The global athletic footwear market size was valued at $64.3 billion in 2017 and the use of fitness apps has grown by 330% in the last 3 years. With fitness becoming an increasing part of a young professional’s life, finding ways to improve the efficiency of a workout or prevent injury are key to increased fitness success.
Fun Run uses machine learning and sensors embedded in running shoes to track particular metrics and improve a runner/walker’s stride. In addition to tracking steps, heart rate (in the foot) and typical fitness tracking metrics that are currently available in the marketplace, Fun Run uses weight distribution to measure a user’s posture and stride. It also scans the running surface and analyzes data on both the surface type (soil, sand, concrete, etc.) and condition (dry, wet, icy, etc.). By continuously tracking and learning performance, the app can make recommendations based on a user’s goals. For example, if a user is concerned about hip pain, the app can let the user know if he or she is putting too much pressure on one side, then recommend relevant stretches/therapies and adjustments to the way they run in order to correct it. The algorithm can also use predictive analytics and alert people of the potential for injury or excessive soreness before people have experienced any pain.
Feasibility and Commercial Promise:
Athletes are increasingly interested in tracking their fitness. Of people who exercise at least monthly, 30% have a wearable fitness tracker and 29% use a mobile app to track fitness stats. Another ~25% plan to use these features in the future . Despite significant commercial promise, the activewear market is saturating. 37% of fitness junkies state that brand is important, and 90% opt for high-end activewear brands . As such, branding and high-performance will be integral to the success of Fun Run. Some of the features we plan to utilize may be expensive in the short term, such as sensors to analyze surface type and condition. The cost could be brought down by pulling in data from other sources (e.g., weather websites) or by relying on manual entry of some data.
A pilot would be rolled out at university track and field programs. We would work closely with a team of physicians and sports science staff at the University of Chicago (or comparable University), to certify and monitor all data and recommendations. We would seek to have each tailored recommendation and pain management solution be created and reviewed by our physician team to ensure proper legal protocol and medical viability.
Our pilot would seek out volunteer athletes who can provide large usage data sets (e.g., long distance runners) that would allow us to collect data on running strides, foot placement, weight pressure, shoe type and other relevant pieces of information. Additionally, we would bring the volunteers in for an initial screening process to create a baseline model of their postures, existing pain or medical issues, bone structure, etc. which would allow us to make better assessments from the running data we collect.
We would analyze the recommendations from our analytics software with our physician team to gauge relevance, accuracy, and benefit to the athlete above the normal utility of simple pain-based care.

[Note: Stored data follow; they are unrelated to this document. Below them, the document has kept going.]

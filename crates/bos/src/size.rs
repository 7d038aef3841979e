//! Size introspection.

use crate::constants::{Tag, HEADER_SIZE};
use crate::encoder::{float_tag, integer_tag, u_integer_tag};
use crate::value::BosValue;
use crate::varint::varint_size;

/// Reads the declared total size from the header without validating
/// anything else. Returns 0 when `data` is shorter than the header.
///
/// A non-zero result says nothing about whether the buffer is well formed.
pub fn declared_size(data: &[u8]) -> u32 {
    match data.get(..HEADER_SIZE) {
        Some(&[a, b, c, d]) => u32::from_le_bytes([a, b, c, d]),
        _ => 0,
    }
}

/// Exact number of bytes [`serialize`](crate::serialize) produces for
/// `value`, header included.
pub fn encoded_size(value: &BosValue) -> usize {
    HEADER_SIZE + value_size(value)
}

fn value_size(value: &BosValue) -> usize {
    1 + match value {
        BosValue::Null => 0,
        BosValue::Bool(_) => 1,
        BosValue::Integer(i) => width(integer_tag(*i)),
        BosValue::UInteger(u) => width(u_integer_tag(*u)),
        BosValue::Float(f) => width(float_tag(*f)),
        BosValue::Str(s) => blob_size(s.len()),
        BosValue::Bytes(b) => blob_size(b.len()),
        BosValue::Array(items) => {
            varint_size(items.len() as u64) + items.iter().map(value_size).sum::<usize>()
        }
        BosValue::Object(map) => {
            varint_size(map.len() as u64)
                + map
                    .iter()
                    .map(|(key, value)| blob_size(key.len()) + value_size(value))
                    .sum::<usize>()
        }
    }
}

fn width(tag: Tag) -> usize {
    tag.width().unwrap_or(0)
}

fn blob_size(len: usize) -> usize {
    varint_size(len as u64) + len
}

#[cfg(test)]
mod tests {
    use super::*;

    #[test]
    fn declared_size_reads_header_only() {
        assert_eq!(declared_size(&[12, 0, 0, 0]), 12);
        assert_eq!(declared_size(&[0x78, 0x56, 0x34, 0x12, 0xff]), 0x1234_5678);
        assert_eq!(declared_size(&[1, 2, 3]), 0);
        assert_eq!(declared_size(&[]), 0);
    }

    #[test]
    fn encoded_size_reference_values() {
        assert_eq!(encoded_size(&BosValue::Null), 5);
        assert_eq!(encoded_size(&BosValue::Bool(true)), 6);
        assert_eq!(encoded_size(&BosValue::Integer(-300)), 7);
        assert_eq!(encoded_size(&BosValue::Float(5.5)), 9);
        assert_eq!(encoded_size(&BosValue::from("string")), 12);
        assert_eq!(encoded_size(&BosValue::Bytes(vec![0; 300])), 308);
        assert_eq!(encoded_size(&BosValue::Array(vec![BosValue::Integer(1)])), 8);
        let obj: BosValue = [("key0".to_string(), BosValue::Integer(1))].into_iter().collect();
        assert_eq!(encoded_size(&obj), 13);
    }
}
//! `bos-unpack`: decode BOS (stdin) to pretty JSON (stdout).

use std::io::{self, Read, Write};
use std::process::ExitCode;

use bos::UnknownTagPolicy;
use bos_cli::{init_tracing, unpack, CliError, DecodeArgs};
use clap::{ArgAction, Parser};

#[derive(Parser)]
#[command(name = "bos-unpack", version, about = "Decode BOS from stdin as JSON on stdout")]
struct Cli {
    #[command(flatten)]
    decode: DecodeArgs,
    /// Decode unknown type tags as null instead of failing.
    #[arg(long)]
    legacy_null_tags: bool,
    /// Increase log verbosity (-v info, -vv debug, -vvv trace).
    #[arg(short, long, action = ArgAction::Count)]
    verbose: u8,
}

fn run(cli: &Cli) -> Result<(), CliError> {
    let mut options = cli.decode.options();
    if cli.legacy_null_tags {
        options = options.with_unknown_tags(UnknownTagPolicy::Null);
    }
    let mut buf = Vec::new();
    io::stdin().read_to_end(&mut buf)?;
    let json = unpack(&buf, options)?;
    let mut stdout = io::stdout();
    stdout.write_all(json.as_bytes())?;
    stdout.write_all(b"\n")?;
    Ok(())
}

fn main() -> ExitCode {
    let cli = Cli::parse();
    init_tracing(cli.verbose);
    match run(&cli) {
        Ok(()) => ExitCode::SUCCESS,
        Err(e) => {
            eprintln!("{e}");
            ExitCode::FAILURE
        }
    }
}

A number of devices in the market measure biometrics such as heart rate and/or activity indicators such as steps and speed. They mainly allow people to track progress. Our product will be a leader in using AI to generate predictions based on such data combined with weather, running surface, and more granular biometrics information such as weight distribution. A competitive product on the market is Lifebeam VI, the self-proclaimed “first true AI personal trainer.” The product is a voice-activated Bluetooth biosensing headset with AI personal trainer. VI is focused on making you a proficient runner and is priced at $249.99. VI doesn’t analyze posture and weight distribution and doesn’t seem to be able to warn about potential injuries or excessive stress on your body. Other potential competitors are Google and Apple who can build on their personal assistants to also function as personal trainers. Existing user base and data will be a big advantage for them.
 Mintel Report. Exercise Trends. US, October 2016.
 Mintel Report. Activewear. US, October 2016.